Monday, May 16, 2005

female orgasm

The NY Times published a story tonight about Lisa Lloyd's (my advisor-probably-to-be) new book on the evolution of the female orgasm, or her 'orgasm book'. I think it's a pretty good piece. The prose is a little awkward at times and the quotes are poorly managed, but all in all I think they do Lisa justice, or at least as much justice as can be done in a 2 page newspaper article.

The two pictures from the article are a little wild though. There's this weird picture:

Then there is this very serious and scholarly picture with the folders etc. It's like she's almost scowling at the critics. Although Lisa's hair does look very nice. It's also kind of ironic (intentionally?) that the picture was taken directly in front of the Kinsey Institute.


cesare pastorino said...

I found that the artwork is by Jospeph Cornell. Interesting.

Brian. said...

So, I wonder...

Lisa says that her book is important for social and political reasons. In particular, she thinks that bad science has skewed the public's perception of female sexuality in a way that makes people think that women who do not regularly achieve orgasm through intercourse (or at all) are somehow dysfunctional, thus stigmatizing a sigificant (roughly half) the female population. Supposedly, after we read Lisa's book we will be less likely to think of women who do not regularly achieve orgasm via intercourse (or completely non-orgasmic women) as dysfunctional since we will come to find out (spoiler alert) that the phenomenon is not so widespread and easily induced as we once thought.
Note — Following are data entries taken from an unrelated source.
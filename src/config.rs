//! Configuration module
//!
//! Loads configuration from environment variables.

use std::env;

/// Secret used when `JWT_SECRET` is unset outside production
const DEV_JWT_SECRET: &str = "bankop-development-secret";

/// Application configuration
#[derive(Debug, Clone)]
pub struct Config {
    /// Database connection URL
    pub database_url: String,

    /// Maximum database connections in pool
    pub database_max_connections: u32,

    /// Server host
    pub host: String,

    /// Server port
    pub port: u16,

    /// Environment (development, production)
    pub environment: String,

    /// HMAC secret for access tokens
    pub jwt_secret: String,

    /// Access token lifetime in hours
    pub jwt_expiration_hours: i64,

    /// Front-end origin allowed by CORS
    pub app_url: Option<String>,

    /// Apply embedded migrations at startup
    pub run_migrations: bool,
}

impl Config {
    /// Load configuration from environment variables
    pub fn from_env() -> Result<Self, ConfigError> {
        Self::from_lookup(|key| env::var(key).ok())
    }

    /// Load configuration from an arbitrary key lookup
    pub fn from_lookup<F>(lookup: F) -> Result<Self, ConfigError>
    where
        F: Fn(&str) -> Option<String>,
    {
        let database_url =
            lookup("DATABASE_URL").ok_or(ConfigError::MissingEnv("DATABASE_URL"))?;

        let database_max_connections = lookup("DATABASE_MAX_CONNECTIONS")
            .unwrap_or_else(|| "10".to_string())
            .parse()
            .map_err(|_| ConfigError::InvalidValue("DATABASE_MAX_CONNECTIONS"))?;

        let host = lookup("HOST").unwrap_or_else(|| "0.0.0.0".to_string());

        let port = lookup("PORT")
            .unwrap_or_else(|| "3000".to_string())
            .parse()
            .map_err(|_| ConfigError::InvalidValue("PORT"))?;

        let environment = lookup("ENVIRONMENT").unwrap_or_else(|| "development".to_string());

        let jwt_secret = match lookup("JWT_SECRET").filter(|s| !s.is_empty()) {
            Some(secret) => secret,
            None if environment == "production" => {
                return Err(ConfigError::MissingEnv("JWT_SECRET"));
            }
            None => {
                tracing::warn!("JWT_SECRET not set, using development secret");
                DEV_JWT_SECRET.to_string()
            }
        };

        let jwt_expiration_hours: i64 = lookup("JWT_EXPIRATION_HOURS")
            .unwrap_or_else(|| "24".to_string())
            .parse()
            .map_err(|_| ConfigError::InvalidValue("JWT_EXPIRATION_HOURS"))?;
        if jwt_expiration_hours <= 0 {
            return Err(ConfigError::InvalidValue("JWT_EXPIRATION_HOURS"));
        }

        let app_url = lookup("APP_URL").filter(|s| !s.is_empty());

        let run_migrations = match lookup("RUN_MIGRATIONS") {
            None => true,
            Some(value) => match value.to_ascii_lowercase().as_str() {
                "1" | "true" | "yes" => true,
                "0" | "false" | "no" => false,
                _ => return Err(ConfigError::InvalidValue("RUN_MIGRATIONS")),
            },
        };

        Ok(Self {
            database_url,
            database_max_connections,
            host,
            port,
            environment,
            jwt_secret,
            jwt_expiration_hours,
            app_url,
            run_migrations,
        })
    }

    /// Check if running in production
    pub fn is_production(&self) -> bool {
        self.environment == "production"
    }
}

/// Configuration error types
#[derive(Debug, thiserror::Error)]
pub enum ConfigError {
    #[error("Missing environment variable: {0}")]
    MissingEnv(&'static str),

    #[error("Invalid value for environment variable: {0}")]
    InvalidValue(&'static str),
}
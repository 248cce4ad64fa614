//! bankop - OPCOIN/BRL wallet backend
//!
//! Users register with an OPCOIN and a BRL wallet, convert OPCOIN into BRL
//! at a fixed rate and transfer either coin to other users.

use std::net::SocketAddr;

use axum::http::{header, HeaderName, HeaderValue, Method};
use axum::{middleware, routing::get, Router};
use sqlx::postgres::PgPoolOptions;
use tower_http::cors::CorsLayer;
use tower_http::request_id::{MakeRequestUuid, PropagateRequestIdLayer, SetRequestIdLayer};
use tower_http::trace::TraceLayer;
use tracing_subscriber::{layer::SubscriberExt, util::SubscriberInitExt};

use bankop::api::middleware::{logging_middleware, REQUEST_ID_HEADER};
use bankop::{api, db, AppState, Config};

/// Origin of the local front-end, always allowed
const LOCAL_ORIGIN: &str = "http://localhost:3000";

/// Initialize tracing/logging
fn init_tracing() {
    tracing_subscriber::registry()
        .with(
            tracing_subscriber::EnvFilter::try_from_default_env()
                .unwrap_or_else(|_| "bankop=debug,tower_http=debug".into()),
        )
        .with(tracing_subscriber::fmt::layer())
        .init();
}

/// CORS for the configured front-end plus localhost
fn cors_layer(config: &Config) -> CorsLayer {
    let origins: Vec<HeaderValue> = config
        .app_url
        .iter()
        .map(String::as_str)
        .chain(std::iter::once(LOCAL_ORIGIN))
        .filter_map(|origin| match origin.parse() {
            Ok(value) => Some(value),
            Err(_) => {
                tracing::warn!("Ignoring invalid CORS origin '{}'", origin);
                None
            }
        })
        .collect();

    CorsLayer::new()
        .allow_origin(origins)
        .allow_methods([Method::GET, Method::POST, Method::PUT, Method::PATCH, Method::DELETE])
        .allow_headers([header::AUTHORIZATION, header::CONTENT_TYPE])
        .allow_credentials(true)
}

/// Build the application router
fn build_router(state: AppState, config: &Config) -> Router {
    let request_id = HeaderName::from_static(REQUEST_ID_HEADER);

    // Last layer added runs first: request id -> trace -> cors -> logging -> routes
    api::create_router(state)
        .route("/health", get(health_check))
        .layer(middleware::from_fn(logging_middleware))
        .layer(cors_layer(config))
        .layer(TraceLayer::new_for_http())
        .layer(PropagateRequestIdLayer::new(request_id.clone()))
        .layer(SetRequestIdLayer::new(request_id, MakeRequestUuid))
}

/// Health check endpoint
async fn health_check() -> &'static str {
    "OK"
}

#[tokio::main]
async fn main() -> anyhow::Result<()> {
    // Load environment variables
    dotenvy::dotenv().ok();

    init_tracing();

    let config = Config::from_env()?;
    let addr: SocketAddr = format!("{}:{}", config.host, config.port).parse()?;

    tracing::info!(environment = %config.environment, "Starting bankop server");
    if config.is_production() && config.app_url.is_none() {
        tracing::warn!("APP_URL not set in production, CORS only admits {}", LOCAL_ORIGIN);
    }
    tracing::info!("Connecting to database...");

    let pool = PgPoolOptions::new()
        .max_connections(config.database_max_connections)
        .connect(&config.database_url)
        .await?;

    db::verify_connection(&pool).await?;

    if config.run_migrations {
        tracing::info!("Running database migrations...");
        db::run_migrations(&pool).await?;
    }

    if !db::check_schema(&pool).await? {
        tracing::error!("Database schema is not complete. Please run migrations.");
        return Err(anyhow::anyhow!("Database schema incomplete"));
    }

    tracing::info!("Database connected successfully");
    tracing::info!("Listening on http://{}", addr);

    let state = AppState::from_config(pool.clone(), &config);
    let app = build_router(state, &config);

    let listener = tokio::net::TcpListener::bind(addr).await?;

    axum::serve(listener, app)
        .with_graceful_shutdown(shutdown_signal())
        .await?;

    tracing::info!("Server shutting down...");
    pool.close().await;
    tracing::info!("Database connections closed. Goodbye!");

    Ok(())
}

/// Shutdown signal handler for graceful shutdown
async fn shutdown_signal() {
    let ctrl_c = async {
        if let Err(e) = tokio::signal::ctrl_c().await {
            tracing::error!("Failed to install Ctrl+C handler: {}", e);
            std::future::pending::<()>().await;
        }
    };

    #[cfg(unix)]
    let terminate = async {
        match tokio::signal::unix::signal(tokio::signal::unix::SignalKind::terminate()) {
            Ok(mut signal) => {
                signal.recv().await;
            }
            Err(e) => {
                tracing::error!("Failed to install SIGTERM handler: {}", e);
                std::future::pending::<()>().await;
            }
        }
    };

    #[cfg(not(unix))]
    let terminate = std::future::pending::<()>();

    tokio::select! {
        _ = ctrl_c => {
            tracing::info!("Received Ctrl+C, initiating graceful shutdown...");
        },
        _ = terminate => {
            tracing::info!("Received SIGTERM, initiating graceful shutdown...");
        },
    }
}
Fair enough, but I worry that while Lisa's book might set some things straight about female sexuality (a good thing) that it might not also make men more comfortable with having sexual encounters that do not result in an orgasm for his partner. Might he not think "well, orgasm is not a guarantee, even if I work all day to try to induce it, so it is no skin off my back if my partner doesn't have one." In other words, my worry is this: will the book make inorgasmic sexual intercourse not only socially acceptable (a good thing since if it is not we have a stigma founded in false sexology), but will it also encourage men to be blase about female orgasm?

May be not. But it is just a thought.